The Chainsmokers are an EDM duo and yes, in their case, EDM stands for Extremely Douchey Messes. They currently have the #1 song in the country “Closer” (featuring Halsey) and so Billboard (via Vulture) did a cover story on them. If you or someone you know happens to be suffering from cooch or b-hole odor, just rub your stinky parts all over The Chainsmokers’ Billboard interview and it’ll come out smelling like a fresh Summer’s Eve.
The Chainsmokers (I’m surprised they didn’t call themselves The Chainvapers) are made up of Alex Pall (on the left) and Drew Taggart, and together they have the modesty of Miles Teller and the humbleness of Kanye West. They brag about how they’ve always been hard-up horny all the time, how they’ve earned all the gold stars in boozing and how when their dick tips touch, it becomes a 17.34 inch long centipeen. They’re both like a charisma-less Chad Radwell from Scream Queens on Bod Man-scented roids. I think I’m in love.
The human forms of a Zac Efron movie were interviewed by Billboard in their party bus, and they bragged about how they’re partying every single night. If they had the time, they’d teach Good At Drinking 101 At Douchebag U.
“We rage every night. My mom’s going to hate reading that, but she already knows….. It’s always ‘work hard, play hard. But you’ll never see us getting carried out of a club. We’re way too good at drinking.”
They’ve had three songs go double-platinum this year and are now the Kings of the Hot Dance Songs chart. They’re humble about it.
“Only Justin Bieber and Drake can hold a candle to what we’ve done. Now we’re influencing the industry, putting out songs everyone copies…. I don’t know what to say to people who think it’s a con. We’re literally going for our third double-platinum record this year.”
Weezer refused to do a cameo in their set at Coachella, but eventually asked to collaborate, and Tweedle-Douche and Tweedle-Douchier love the thirstiness of it all.
“They were like, ‘Yo! We should do a track together,’ and I’m like, ‘Oh, really?’ I can’t blame somebody for saying no early on, but it depends on how you said no and how you came back to us. If you own it, like, ‘I didn’t see the vision, but it’s clear now and it’s super sick,’ I get that. It feels good when those people are like… Thirsty.”
They also laughed their asses off over how much better they are than LFMAO.
“It’s like if LMFAO just started making … ” says Pall, and Taggart finishes: “… the illest shit and stopped dressing like idiots.”
They’ve always had pussy sitting on their brains and the reason why they wanted fame and money was so that they could bone models.

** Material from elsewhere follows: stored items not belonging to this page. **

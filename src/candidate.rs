//! Candidate solutions and their per-generation bookkeeping.

use std::collections::HashMap;

use crate::fitness::ParetoFitness;

/// Which evaluated fitness drives ranking and selection.
#[derive(Clone, Copy, Debug, Default, PartialEq, Eq)]
#[cfg_attr(feature = "serde", derive(serde::Serialize, serde::Deserialize))]
pub enum FitnessSource {
    /// Rank on the training fitness (the default).
    #[default]
    Training,
    /// Rank on the validation fitness, when the evaluator supplies one.
    Validation,
}

/// A caller-defined annotation value.
#[derive(Clone, Debug, PartialEq)]
#[cfg_attr(feature = "serde", derive(serde::Serialize, serde::Deserialize))]
pub enum AttrValue {
    /// A floating-point value.
    Float(f64),
    /// An integer value.
    Int(i64),
    /// A string value.
    String(String),
    /// A boolean value.
    Bool(bool),
}

impl From<f64> for AttrValue {
    fn from(v: f64) -> Self {
        Self::Float(v)
    }
}

impl From<i64> for AttrValue {
    fn from(v: i64) -> Self {
        Self::Int(v)
    }
}

impl From<String> for AttrValue {
    fn from(v: String) -> Self {
        Self::String(v)
    }
}

impl From<&str> for AttrValue {
    fn from(v: &str) -> Self {
        Self::String(v.to_owned())
    }
}

impl From<bool> for AttrValue {
    fn from(v: bool) -> Self {
        Self::Bool(v)
    }
}

/// One solution vector and everything the optimizer learns about it.
///
/// Fitness fields start out [`ParetoFitness::Empty`]. The evaluator fills
/// `training_fitness` (and optionally `validation_fitness`); the optimizer
/// then activates one of them as `fitness`, stamps `rank`, and writes the
/// normalized fitness and reference-direction association during selection.
#[derive(Clone, Debug, Default, PartialEq)]
#[cfg_attr(feature = "serde", derive(serde::Serialize, serde::Deserialize))]
pub struct Candidate {
    /// Decision-variable values, one per solution dimension.
    pub solution: Vec<f64>,
    /// Fitness on the training objectives.
    pub training_fitness: ParetoFitness,
    /// Fitness on the validation objectives, if the evaluator reports one.
    pub validation_fitness: ParetoFitness,
    /// The active fitness used for non-dominated sorting.
    pub fitness: ParetoFitness,
    /// The active fitness translated by the ideal point and scaled by the intercepts.
    pub normalized_fitness: ParetoFitness,
    /// Non-dominated rank, 0 being the Pareto front.
    pub rank: usize,
    /// Non-dominated rank computed on validation fitness.
    pub validation_rank: Option<usize>,
    /// Index of the closest reference direction after the last selection.
    pub reference_direction: Option<usize>,
    /// Perpendicular distance to that reference direction.
    pub reference_distance: Option<f64>,
    /// Verdict of the configured overfitting diagnostic.
    pub overfit: Option<bool>,
    /// Caller-supplied metadata.
    pub annotations: HashMap<String, AttrValue>,
}

impl Candidate {
    #[must_use]
    pub fn new(solution: Vec<f64>) -> Self {
        Self {
            solution,
            ..Self::default()
        }
    }

    /// Copies the training fitness into the active slot.
    pub fn activate_training_fitness(&mut self) {
        self.fitness = self.training_fitness.clone();
    }

    /// Copies the validation fitness into the active slot.
    pub fn activate_validation_fitness(&mut self) {
        self.fitness = self.validation_fitness.clone();
    }

    pub fn activate(&mut self, source: FitnessSource) {
        match source {
            FitnessSource::Training => self.activate_training_fitness(),
            FitnessSource::Validation => self.activate_validation_fitness(),
        }
    }

    #[must_use]
    pub fn is_evaluated(&self) -> bool {
        self.training_fitness.is_scored()
    }

    /// Sets an annotation, replacing any previous value under `key`.
    pub fn annotate(&mut self, key: impl Into<String>, value: impl Into<AttrValue>) {
        self.annotations.insert(key.into(), value.into());
    }

    #[must_use]
    pub fn annotation(&self, key: &str) -> Option<&AttrValue> {
        self.annotations.get(key)
    }

    /// The `"id"` annotation rendered as text, used in error reports.
    #[must_use]
    pub fn id(&self) -> Option<String> {
        self.annotation("id").map(|v| match v {
            AttrValue::Float(f) => f.to_string(),
            AttrValue::Int(i) => i.to_string(),
            AttrValue::String(s) => s.clone(),
            AttrValue::Bool(b) => b.to_string(),
        })
    }

    /// Drops everything derived from a previous selection pass.
    pub(crate) fn clear_selection_state(&mut self) {
        self.normalized_fitness = ParetoFitness::Empty;
        self.reference_direction = None;
        self.reference_distance = None;
    }
}

impl core::fmt::Display for Candidate {
    fn fmt(&self, f: &mut core::fmt::Formatter<'_>) -> core::fmt::Result {
        write!(f, "rank {} fitness {}", self.rank, self.fitness)?;
        if let Some(id) = self.id() {
            write!(f, " id {id}")?;
        }
        Ok(())
    }
}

“Even before success, pussy was number one. Like, ‘Why am I trying to make all this money?’ I wanted to hook up with hotter girls. I had to date a model… We’re just frat bro dudes, you know what I mean? Loving ladies and stuff.”
And finally, the dudes who will one day be played by Dane Cook and Dave Franco in a biopic for Spike explained why the line “17.34 combined inches… think about it..” is on their website.
“Oh, that’s our penises combined … tip to tip.”
That could mean anything! That could mean that both of their peens are over 8 inches. That could mean that one’s got an inverted peen and the other one’s got a mini-Hammaconda (around 18 inches). That could also mean that they’ve both got baby carrots and decided to round up and up and up and up and up and up some more to 17.34 inches.
Now every time I see The Chainsmokers, which will obviously be a lot since they’re going to outlast everyone in the game, I’m going to picture their dicks kissing as someone else measures. And I bet that while their dicks were kissing one of them said, “Brooooo, your cock just barfed into my cock’s mouth.”